[sqlmap-users] Bug with -d

SourceForge Headquarters 225 Broadway Suite 1600 San Diego, CA 92101 +1 (858) 422-6466

I don't know if this is an experimental module, but when using -d
option, sqlmap fail to fetch the name of the databases correctly...

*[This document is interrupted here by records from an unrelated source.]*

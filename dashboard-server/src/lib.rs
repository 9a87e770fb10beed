//! Dashboard Analytics Backend
//!
//! Authentication and authorization core for the dashboard API:
//!
//! - **Database** (`db`): SQLite connection pool, migrations, repositories
//! - **Auth** (`auth`): JWT token service, Argon2 password hashing,
//!   session resolution and permission checks
//! - **HTTP API** (`routes`, `handler`): RESTful endpoints
//! - **Server** (`server`): configuration and shared state

pub mod auth;
pub mod db;
pub mod handler;
pub mod routes;
pub mod server;
pub mod utils;

// Re-export public types
pub use auth::{CurrentUser, JwtConfig, JwtService};
pub use server::{Config, Server, ServerState};
pub use utils::{AppError, AppResult};

// Re-export logger functions
pub use utils::logger::{init_logger, init_logger_with_file};

// Security logging macro - supports tracing format specifiers
#[macro_export]
macro_rules! security_log {
    ($level:expr, $event:expr, $($key:ident = $value:expr),*) => {
        tracing::info!(
            target: "security",
            level = $level,
            event = $event,
            $($key = $value),*
        );
    };
}
//! Role Repository

use super::{RepoError, RepoResult};
use shared::models::{Role, RoleCreate, RoleUpdate};
use sqlx::SqlitePool;

pub async fn find_all(pool: &SqlitePool) -> RepoResult<Vec<Role>> {
    let roles = sqlx::query_as::<_, Role>(
        "SELECT id, name, description, created_at FROM roles ORDER BY name",
    )
    .fetch_all(pool)
    .await?;
    Ok(roles)
}

pub async fn find_by_id(pool: &SqlitePool, id: i64) -> RepoResult<Option<Role>> {
    let role = sqlx::query_as::<_, Role>(
        "SELECT id, name, description, created_at FROM roles WHERE id = ?",
    )
    .bind(id)
    .fetch_optional(pool)
    .await?;
    Ok(role)
}

/// Exact-match lookup. Role names are compared case-sensitively here; only
/// the admin gate compares case-insensitively.
pub async fn find_by_name(pool: &SqlitePool, name: &str) -> RepoResult<Option<Role>> {
    let role = sqlx::query_as::<_, Role>(
        "SELECT id, name, description, created_at FROM roles WHERE name = ? LIMIT 1",
    )
    .bind(name)
    .fetch_optional(pool)
    .await?;
    Ok(role)
}

pub async fn create(pool: &SqlitePool, data: RoleCreate) -> RepoResult<Role> {
    if find_by_name(pool, &data.name).await?.is_some() {
        return Err(RepoError::Duplicate(format!(
            "Role with name '{}' already exists",
            data.name
        )));
    }

    let now = shared::util::now_millis();
    let inserted = sqlx::query_scalar::<_, i64>(
        "INSERT INTO roles (name, description, created_at) VALUES (?, ?, ?) RETURNING id",
    )
    .bind(&data.name)
    .bind(&data.description)
    .bind(now)
    .fetch_one(pool)
    .await;

    let id = match inserted {
        Ok(id) => id,
        // A concurrent writer may have slipped past the existence check
        Err(err) if RepoError::is_unique_violation(&err) => {
            return Err(RepoError::Duplicate(format!(
                "Role with name '{}' already exists",
                data.name
            )));
        }
        Err(err) => return Err(err.into()),
    };

    find_by_id(pool, id)
        .await?
        .ok_or_else(|| RepoError::Database("Failed to create role".into()))
}

/// Look-up-or-create by name, idempotent under concurrent registration:
/// a lost insert race falls back to the row the winner created.
pub async fn get_or_create(pool: &SqlitePool, name: &str) -> RepoResult<Role> {
    if let Some(role) = find_by_name(pool, name).await? {
        return Ok(role);
    }

    let now = shared::util::now_millis();
    let inserted = sqlx::query_scalar::<_, i64>(
        "INSERT INTO roles (name, description, created_at) VALUES (?, ?, ?) RETURNING id",
    )
    .bind(name)
    .bind(None::<String>)
    .bind(now)
    .fetch_one(pool)
    .await;

    match inserted {
        Ok(id) => find_by_id(pool, id)
            .await?
            .ok_or_else(|| RepoError::Database("Failed to create role".into())),
        Err(err) if RepoError::is_unique_violation(&err) => find_by_name(pool, name)
            .await?
            .ok_or_else(|| RepoError::Database("Failed to create role".into())),
        Err(err) => Err(err.into()),
    }
}

pub async fn update(pool: &SqlitePool, id: i64, data: RoleUpdate) -> RepoResult<Role> {
    let existing = find_by_id(pool, id)
        .await?
        .ok_or_else(|| RepoError::NotFound(format!("Role {id} not found")))?;

    // Check duplicate name if changing
    if let Some(ref new_name) = data.name
        && new_name != &existing.name
        && find_by_name(pool, new_name).await?.is_some()
    {
        return Err(RepoError::Duplicate(format!(
            "Role with name '{new_name}' already exists"
        )));
    }

    sqlx::query(
        "UPDATE roles SET name = COALESCE(?1, name), description = COALESCE(?2, description) WHERE id = ?3",
    )
    .bind(&data.name)
    .bind(&data.description)
    .bind(id)
    .execute(pool)
    .await?;

    find_by_id(pool, id)
        .await?
        .ok_or_else(|| RepoError::NotFound(format!("Role {id} not found")))
}

/// Delete a role. Rejected while any user assignment references it
/// (referential guard, not a cascade); owned section permissions are
/// removed with the role.
pub async fn delete(pool: &SqlitePool, id: i64) -> RepoResult<bool> {
    let existing = find_by_id(pool, id)
        .await?
        .ok_or_else(|| RepoError::NotFound(format!("Role {id} not found")))?;

    let assigned = sqlx::query_scalar::<_, i64>(
        "SELECT COUNT(*) FROM users_roles WHERE role_id = ?",
    )
    .bind(id)
    .fetch_one(pool)
    .await?;

    if assigned > 0 {
        return Err(RepoError::Conflict(format!(
            "Cannot delete role '{}': it is assigned to {} user(s)",
            existing.name, assigned
        )));
    }

    sqlx::query("DELETE FROM roles WHERE id = ?")
        .bind(id)
        .execute(pool)
        .await?;
    Ok(true)
}
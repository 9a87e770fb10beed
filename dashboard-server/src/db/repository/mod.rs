//! Repository Module
//!
//! CRUD operations over the SQLite tables. Repositories are free functions
//! taking the pool, one module per table.

pub mod role;
pub mod section_permission;
pub mod user;

use thiserror::Error;

/// Repository error types
#[derive(Debug, Error)]
pub enum RepoError {
    #[error("Not found: {0}")]
    NotFound(String),

    #[error("Duplicate: {0}")]
    Duplicate(String),

    #[error("Conflict: {0}")]
    Conflict(String),

    #[error("Database error: {0}")]
    Database(String),

    #[error("Validation error: {0}")]
    Validation(String),
}

impl From<sqlx::Error> for RepoError {
    fn from(err: sqlx::Error) -> Self {
        RepoError::Database(err.to_string())
    }
}

impl RepoError {
    /// Whether the underlying sqlx error was a UNIQUE constraint violation.
    /// Used by callers that resolve lost insert races by re-fetching.
    pub fn is_unique_violation(err: &sqlx::Error) -> bool {
        matches!(err, sqlx::Error::Database(db) if db.is_unique_violation())
    }
}

/// Result type for repository operations
pub type RepoResult<T> = Result<T, RepoError>;

impl From<RepoError> for crate::utils::AppError {
    fn from(err: RepoError) -> Self {
        use crate::utils::AppError;
        match err {
            RepoError::NotFound(msg) => AppError::NotFound(msg),
            RepoError::Duplicate(msg) | RepoError::Conflict(msg) => AppError::Conflict(msg),
            RepoError::Validation(msg) => AppError::Validation(msg),
            RepoError::Database(msg) => AppError::Database(msg),
        }
    }
}
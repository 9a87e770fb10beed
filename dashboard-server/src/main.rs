use dashboard_server::{Config, Server, ServerState, init_logger};

#[tokio::main]
async fn main() -> Result<(), Box<dyn std::error::Error>> {
    // Load .env and set up logging before anything touches the config
    dotenv::dotenv().ok();
    init_logger();

    tracing::info!("Dashboard server starting...");

    let config = Config::from_env();
    std::fs::create_dir_all(&config.work_dir)?;

    let state = ServerState::initialize(&config).await;

    let server = Server::with_state(config, state);
    if let Err(e) = server.run().await {
        tracing::error!("Server error: {}", e);
        return Err(e.into());
    }

    Ok(())
}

$ ./sqlmap.py -d "mysql://admin:admin@xxx:3306/dauerdb" --dbs

    sqlmap/0.9-dev - automatic SQL injection and database takeover tool
    http://sqlmap.sourceforge.net

[*] starting at: 17:20:09

[17:20:09] [INFO] using '/home/skys/sqlmap-dev/output/xxx/session' as
session file
[17:20:09] [INFO] connection to mysql server xxx:3306 established
[17:20:09] [INFO] testing MySQL
[17:20:09] [INFO] confirming MySQL
[17:20:09] [INFO] the back-end DBMS is MySQL
back-end DBMS: MySQL < 5.0.0

[17:20:09] [WARNING] information_schema not available, back-end DBMS
is MySQL < 5. database names will be fetched from 'mysql' database
[17:20:09] [INFO] fetching database names
available databases [5]:
[*] %
[*] e
[*] s
[*] t

[17:20:09] [INFO] connection to mysql server xxx:3306 closed

[*] shutting down at: 17:20:09

The right one:
mysql> show databases;
+------------+
| Database   |
+------------+
| dauerdb    |
| mysql      |
| tcl        |
| tcl_antigo |
| test       |
+------------+
5 rows in set (0.00 sec)

Another thing I noticed is that using the --read-file option:

$ ./sqlmap.py -d "mysql://admin:admin@xxx:3306/dauerdb" --read-file
'c:\windows\system32\a.txt'

    sqlmap/0.9-dev - automatic SQL injection and database takeover tool
    http://sqlmap.sourceforge.net

[*] starting at: 17:18:33

[17:18:33] [INFO] using '/home/skys/sqlmap-dev/output/xxx/session' as
session file
[17:18:33] [INFO] connection to mysql server xxx:3306 established
[17:18:33] [INFO] testing MySQL
[17:18:33] [INFO] confirming MySQL
[17:18:33] [INFO] the back-end DBMS is MySQL
back-end DBMS: MySQL < 5.0.0

[17:18:33] [INFO] fingerprinting the back-end DBMS operating system
[17:18:33] [INFO] the back-end DBMS operating system is Windows
[17:18:33] [INFO] fetching file: 'c:/windows/system32/a.txt'

[17:18:34] [ERROR] unhandled exception in sqlmap/0.9-dev, please copy
the command line and the following text and send by e-mail to
sql...@li.... The developer will fix it as soon
as possible:
sqlmap version: 0.9-dev
Python version: 2.5.2
Operating system: posix
Traceback (most recent call last):
  File "./sqlmap.py", line 89, in main
    start()
  File "/home/skys/sqlmap-dev/lib/controller/controller.py", line 99, in start
    action()
  File "/home/skys/sqlmap-dev/lib/controller/action.py", line 137, in action
    conf.dumper.rFile(conf.rFile, conf.dbmsHandler.readFile(conf.rFile))
  File "/home/skys/sqlmap-dev/plugins/generic/filesystem.py", line
288, in readFile
    fileContent = self.stackedReadFile(rFile)
  File "/home/skys/sqlmap-dev/plugins/dbms/mysql/filesystem.py", line
69, in stackedReadFile
    if not length.isdigit() or not len(length) or length in ( "0", "1" ):
AttributeError: 'NoneType' object has no attribute 'isdigit'

[*] shutting down at: 17:18:34

$ svn info
Path: .
URL: https://svn.sqlmap.org/sqlmap/trunk/sqlmap
Repository Root: https://svn.sqlmap.org/sqlmap
Repository UUID: 7eb2e9d7-d917-0410-b3c8-b11144ad09fb
Revision: 1774
Node Kind: directory
Schedule: normal
Last Changed Author: stamparm
Last Changed Rev: 1774
Last Changed Date: 2010-06-23 04:30:15 -0300 (Wed, 23 Jun 2010)

Mysql version:
3306/tcp open  mysql         MySQL 4.0.18-nt
|  mysql-info: Protocol: 10
|  Version: 4.0.18-nt
|  Thread ID: 42
|  Some Capabilities: Connect with DB, Compress, Transactions
|  Status: Autocommit
|_ Salt: 0EHyJF`1

-- 
David Gomes Guimarães